Task: Tell how many lines in the data hold "fails", giving that figure alone.

START Exercise inputs

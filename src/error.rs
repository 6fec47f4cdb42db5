//! Crate-level error types for command execution, state retrieval, and
//! client-side mutations.

use serde::{Deserialize, Serialize};

use crate::order::OrderStatus;

/// Why the order aggregate refused a command.
///
/// A rejection never mutates anything. It is serializable so a transport can
/// forward it to dashboards unchanged.
#[derive(Debug, Clone, PartialEq, Eq, thiserror::Error, Serialize, Deserialize)]
#[serde(tag = "kind", rename_all = "snake_case")]
pub enum Rejection {
    /// No live order with that id.
    #[error("order not found")]
    NotFound,

    /// `requested` is not the immediate successor of `from`.
    #[error("invalid transition from {from} to {requested}")]
    InvalidTransition {
        from: OrderStatus,
        requested: OrderStatus,
    },

    /// The caller's scope does not cover this order or operation.
    #[error("forbidden")]
    Forbidden,

    /// Message content was empty after trimming.
    #[error("message content is empty")]
    EmptyMessage,

    /// The order is completed and accepts no further changes.
    #[error("order is closed")]
    OrderClosed,

    /// An upload order, or a file attachment, carried no files.
    #[error("at least one file is required")]
    MissingFiles,

    /// The order id is already taken.
    #[error("order already exists")]
    DuplicateOrder,

    /// Only orders still in `new` can be discarded.
    #[error("order in status {status} cannot be discarded")]
    NotDiscardable { status: OrderStatus },
}

/// Error returned when executing a command against an aggregate fails.
///
/// Generic over `E`, the domain-specific error type that the aggregate's
/// command handler may produce.
///
/// # Type Parameters
///
/// * `E` - Domain error type, must implement `Error + Send + Sync + 'static`
#[derive(Debug, thiserror::Error)]
pub enum ExecuteError<E: std::error::Error + Send + Sync + 'static> {
    /// Command rejected by aggregate logic.
    #[error(transparent)]
    Rejected(E),

    /// Disk I/O failure while loading or persisting events.
    #[error("I/O error: {0}")]
    Io(#[from] std::io::Error),

    /// The actor that owns this aggregate has shut down.
    #[error("aggregate actor is no longer running")]
    ActorGone,
}

/// Error returned when reading the current state of an aggregate fails.
///
/// State is held in memory by the actor, so the only failure is losing it.
#[derive(Debug, thiserror::Error)]
pub enum StateError {
    /// The actor has shut down, so its state can no longer be queried.
    #[error("aggregate actor is no longer running")]
    ActorGone,
}

/// What a dashboard sees when a mutation fails.
///
/// Either the server refused the change, or the request never produced an
/// answer. Both cause the optimistic projection to be rolled back.
#[derive(Debug, Clone, PartialEq, Eq, thiserror::Error)]
pub enum MutationError {
    #[error(transparent)]
    Rejected(#[from] Rejection),

    #[error("transient network failure: {0}")]
    TransientNetworkFailure(String),
}

impl From<ExecuteError<Rejection>> for MutationError {
    fn from(err: ExecuteError<Rejection>) -> Self {
        match err {
            ExecuteError::Rejected(rejection) => Self::Rejected(rejection),
            other => Self::TransientNetworkFailure(other.to_string()),
        }
    }
}

impl From<StateError> for MutationError {
    fn from(err: StateError) -> Self {
        Self::TransientNetworkFailure(err.to_string())
    }
}

#[cfg(test)]
mod tests {
    use super::*;

    #[test]
    fn execute_error_rejected_displays_inner() {
        let err: ExecuteError<Rejection> = ExecuteError::Rejected(Rejection::InvalidTransition {
            from: OrderStatus::New,
            requested: OrderStatus::Ready,
        });
        assert_eq!(err.to_string(), "invalid transition from new to ready");
    }

    #[test]
    fn execute_error_io_from_conversion() {
        let io_err = std::io::Error::new(std::io::ErrorKind::NotFound, "file missing");
        let err: ExecuteError<Rejection> = ExecuteError::from(io_err);
        assert!(err.to_string().contains("file missing"));
    }

    #[test]
    fn execute_error_actor_gone_display() {
        let err: ExecuteError<Rejection> = ExecuteError::ActorGone;
        assert_eq!(err.to_string(), "aggregate actor is no longer running");
    }

    #[test]
    fn state_error_becomes_transient() {
        let err: MutationError = StateError::ActorGone.into();
        assert_eq!(
            err,
            MutationError::TransientNetworkFailure("aggregate actor is no longer running".into())
        );
    }

    #[test]
    fn infrastructure_failures_become_transient() {
        let gone: MutationError = ExecuteError::<Rejection>::ActorGone.into();
        assert!(matches!(gone, MutationError::TransientNetworkFailure(_)));

        let io: MutationError =
            ExecuteError::<Rejection>::Io(std::io::Error::other("disk full")).into();
        assert!(matches!(
            io,
            MutationError::TransientNetworkFailure(msg) if msg.contains("disk full")
        ));
    }

    #[test]
    fn rejections_pass_through_unchanged() {
        let err: MutationError = ExecuteError::Rejected(Rejection::Forbidden).into();
        assert_eq!(err, MutationError::Rejected(Rejection::Forbidden));
    }

    #[test]
    fn rejection_serializes_with_kind_tag() {
        let json = serde_json::to_value(Rejection::InvalidTransition {
            from: OrderStatus::Ready,
            requested: OrderStatus::Ready,
        })
        .expect("serialize");
        assert_eq!(json["kind"], "invalid_transition");
        assert_eq!(json["from"], "ready");
        assert_eq!(json["requested"], "ready");

        let json = serde_json::to_value(Rejection::NotFound).expect("serialize");
        assert_eq!(json, serde_json::json!({"kind": "not_found"}));
    }

    // Errors cross the actor thread boundary through tokio channels.
    const _: () = {
        #[allow(dead_code)]
        fn assert_send_sync<T: Send + Sync>() {}

        #[allow(dead_code)]
        fn check() {
            assert_send_sync::<ExecuteError<Rejection>>();
            assert_send_sync::<StateError>();
            assert_send_sync::<MutationError>();
        }
    };
}
//! Audit metadata carried alongside a command into the event log.

use serde::{Deserialize, Serialize};

use crate::auth::Principal;

/// Who issued a command and which request it belongs to.
///
/// Kept out of [`OrderCommand`](crate::OrderCommand) so the decision logic
/// never sees it; the actor copies it onto every event the command
/// produces.
///
/// # Examples
///
/// ```
/// use printeasy_orders::CommandContext;
///
/// let ctx = CommandContext::default()
///     .with_actor("customer:17")
///     .with_correlation_id("checkout-5");
///
/// assert_eq!(ctx.actor.as_deref(), Some("customer:17"));
/// assert_eq!(ctx.correlation_id.as_deref(), Some("checkout-5"));
/// ```
#[derive(Debug, Clone, Default, PartialEq, Eq, Serialize, Deserialize)]
pub struct CommandContext {
    /// Principal label, e.g. `shop_owner:4`.
    pub actor: Option<String>,
    /// Shared by every event a single request produced.
    pub correlation_id: Option<String>,
}

impl CommandContext {
    /// Context for a request issued by `principal`, with a fresh correlation id.
    pub fn for_principal(principal: &Principal) -> Self {
        Self::default()
            .with_actor(principal.label())
            .with_correlation_id(uuid::Uuid::new_v4().to_string())
    }

    pub fn with_actor(mut self, actor: impl Into<String>) -> Self {
        self.actor = Some(actor.into());
        self
    }

    /// Tag the command with a caller-chosen request id, replacing any
    /// generated one.
    pub fn with_correlation_id(mut self, id: impl Into<String>) -> Self {
        self.correlation_id = Some(id.into());
        self
    }
}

END Exercise inputs

Answer: 3